* Work required
Every entry below needs to be repeated exactly as written.

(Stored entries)

'''

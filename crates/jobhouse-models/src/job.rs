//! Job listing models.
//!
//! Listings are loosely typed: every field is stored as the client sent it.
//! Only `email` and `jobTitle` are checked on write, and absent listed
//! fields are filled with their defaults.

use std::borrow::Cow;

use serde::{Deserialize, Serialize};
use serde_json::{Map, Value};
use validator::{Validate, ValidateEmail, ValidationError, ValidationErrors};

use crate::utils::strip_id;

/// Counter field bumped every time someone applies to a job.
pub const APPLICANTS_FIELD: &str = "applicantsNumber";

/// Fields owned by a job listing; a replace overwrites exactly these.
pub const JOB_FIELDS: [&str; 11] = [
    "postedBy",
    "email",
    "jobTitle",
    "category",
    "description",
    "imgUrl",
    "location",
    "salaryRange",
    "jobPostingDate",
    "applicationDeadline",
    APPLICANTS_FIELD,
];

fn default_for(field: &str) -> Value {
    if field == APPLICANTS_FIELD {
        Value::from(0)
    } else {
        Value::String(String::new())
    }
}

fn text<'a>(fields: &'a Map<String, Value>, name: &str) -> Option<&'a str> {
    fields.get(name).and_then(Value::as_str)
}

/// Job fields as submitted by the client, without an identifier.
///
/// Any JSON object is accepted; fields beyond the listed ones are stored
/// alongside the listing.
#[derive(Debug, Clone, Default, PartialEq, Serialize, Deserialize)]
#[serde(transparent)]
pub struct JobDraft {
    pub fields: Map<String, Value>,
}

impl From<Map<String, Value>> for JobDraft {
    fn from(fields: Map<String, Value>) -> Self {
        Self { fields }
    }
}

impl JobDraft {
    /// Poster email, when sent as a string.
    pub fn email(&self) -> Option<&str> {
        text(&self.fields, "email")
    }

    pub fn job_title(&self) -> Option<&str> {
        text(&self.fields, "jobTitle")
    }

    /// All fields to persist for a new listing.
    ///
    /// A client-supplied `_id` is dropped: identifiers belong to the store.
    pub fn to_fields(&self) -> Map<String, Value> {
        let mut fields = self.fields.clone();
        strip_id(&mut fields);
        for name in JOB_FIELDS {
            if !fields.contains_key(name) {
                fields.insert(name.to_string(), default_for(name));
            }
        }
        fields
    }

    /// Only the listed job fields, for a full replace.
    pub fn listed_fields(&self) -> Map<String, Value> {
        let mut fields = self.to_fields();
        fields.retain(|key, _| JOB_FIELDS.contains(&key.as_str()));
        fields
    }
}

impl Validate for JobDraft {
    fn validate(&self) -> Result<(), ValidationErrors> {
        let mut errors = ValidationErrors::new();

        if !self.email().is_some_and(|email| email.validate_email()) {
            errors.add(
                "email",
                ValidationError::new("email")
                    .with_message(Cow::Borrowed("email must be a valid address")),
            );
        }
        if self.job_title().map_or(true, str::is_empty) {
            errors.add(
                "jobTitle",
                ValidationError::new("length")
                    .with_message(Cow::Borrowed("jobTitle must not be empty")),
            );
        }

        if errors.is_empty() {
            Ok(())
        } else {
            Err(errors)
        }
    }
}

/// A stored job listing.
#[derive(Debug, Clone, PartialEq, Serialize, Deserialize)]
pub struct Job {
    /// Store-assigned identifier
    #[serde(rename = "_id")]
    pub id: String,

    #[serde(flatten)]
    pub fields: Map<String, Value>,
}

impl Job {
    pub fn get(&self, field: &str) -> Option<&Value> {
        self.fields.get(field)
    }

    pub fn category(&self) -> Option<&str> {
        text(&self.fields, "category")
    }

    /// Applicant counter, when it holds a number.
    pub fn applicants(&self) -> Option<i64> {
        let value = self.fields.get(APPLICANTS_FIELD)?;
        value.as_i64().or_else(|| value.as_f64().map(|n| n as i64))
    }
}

'''

* Answer for the task
filename crates/jobhouse-models/src/job.rs
//! Job listing models.
//!
//! Listings are loosely typed: every field is stored as the client sent it.
//! Only `email` and `jobTitle` are checked on write, and absent listed
//! fields are filled with their defaults.

use std::borrow::Cow;

use serde::{Deserialize, Serialize};
use serde_json::{Map, Value};
use validator::{Validate, ValidateEmail, ValidationError, ValidationErrors};

use crate::utils::strip_id;

/// Counter field bumped every time someone applies to a job.
pub const APPLICANTS_FIELD: &str = "applicantsNumber";

/// Fields owned by a job listing; a replace overwrites exactly these.
pub const JOB_FIELDS: [&str; 11] = [
    "postedBy",
    "email",
    "jobTitle",
    "category",
    "description",
    "imgUrl",
    "location",
    "salaryRange",
    "jobPostingDate",
    "applicationDeadline",
    APPLICANTS_FIELD,
];

fn default_for(field: &str) -> Value {
    if field == APPLICANTS_FIELD {
        Value::from(0)
    } else {
        Value::String(String::new())
    }
}

fn text<'a>(fields: &'a Map<String, Value>, name: &str) -> Option<&'a str> {
    fields.get(name).and_then(Value::as_str)
}

/// Job fields as submitted by the client, without an identifier.
///
/// Any JSON object is accepted; fields beyond the listed ones are stored
/// alongside the listing.
#[derive(Debug, Clone, Default, PartialEq, Serialize, Deserialize)]
#[serde(transparent)]
pub struct JobDraft {
    pub fields: Map<String, Value>,
}

impl From<Map<String, Value>> for JobDraft {
    fn from(fields: Map<String, Value>) -> Self {
        Self { fields }
    }
}

impl JobDraft {
    /// Poster email, when sent as a string.
    pub fn email(&self) -> Option<&str> {
        text(&self.fields, "email")
    }

    pub fn job_title(&self) -> Option<&str> {
        text(&self.fields, "jobTitle")
    }

    /// All fields to persist for a new listing.
    ///
    /// A client-supplied `_id` is dropped: identifiers belong to the store.
    pub fn to_fields(&self) -> Map<String, Value> {
        let mut fields = self.fields.clone();
        strip_id(&mut fields);
        for name in JOB_FIELDS {
            if !fields.contains_key(name) {
                fields.insert(name.to_string(), default_for(name));
            }
        }
        fields
    }

    /// Only the listed job fields, for a full replace.
    pub fn listed_fields(&self) -> Map<String, Value> {
        let mut fields = self.to_fields();
        fields.retain(|key, _| JOB_FIELDS.contains(&key.as_str()));
        fields
    }
}

impl Validate for JobDraft {
    fn validate(&self) -> Result<(), ValidationErrors> {
        let mut errors = ValidationErrors::new();

        if !self.email().is_some_and(|email| email.validate_email()) {
            errors.add(
                "email",
                ValidationError::new("email")
                    .with_message(Cow::Borrowed("email must be a valid address")),
            );
        }
        if self.job_title().map_or(true, str::is_empty) {
            errors.add(
                "jobTitle",
                ValidationError::new("length")
                    .with_message(Cow::Borrowed("jobTitle must not be empty")),
            );
        }

        if errors.is_empty() {
            Ok(())
        } else {
            Err(errors)
        }
    }
}

/// A stored job listing.
#[derive(Debug, Clone, PartialEq, Serialize, Deserialize)]
pub struct Job {
    /// Store-assigned identifier
    #[serde(rename = "_id")]
    pub id: String,

    #[serde(flatten)]
    pub fields: Map<String, Value>,
}

impl Job {
    pub fn get(&self, field: &str) -> Option<&Value> {
        self.fields.get(field)
    }

    pub fn category(&self) -> Option<&str> {
        text(&self.fields, "category")
    }

    /// Applicant counter, when it holds a number.
    pub fn applicants(&self) -> Option<i64> {
        let value = self.fields.get(APPLICANTS_FIELD)?;
        value.as_i64().or_else(|| value.as_f64().map(|n| n as i64))
    }
}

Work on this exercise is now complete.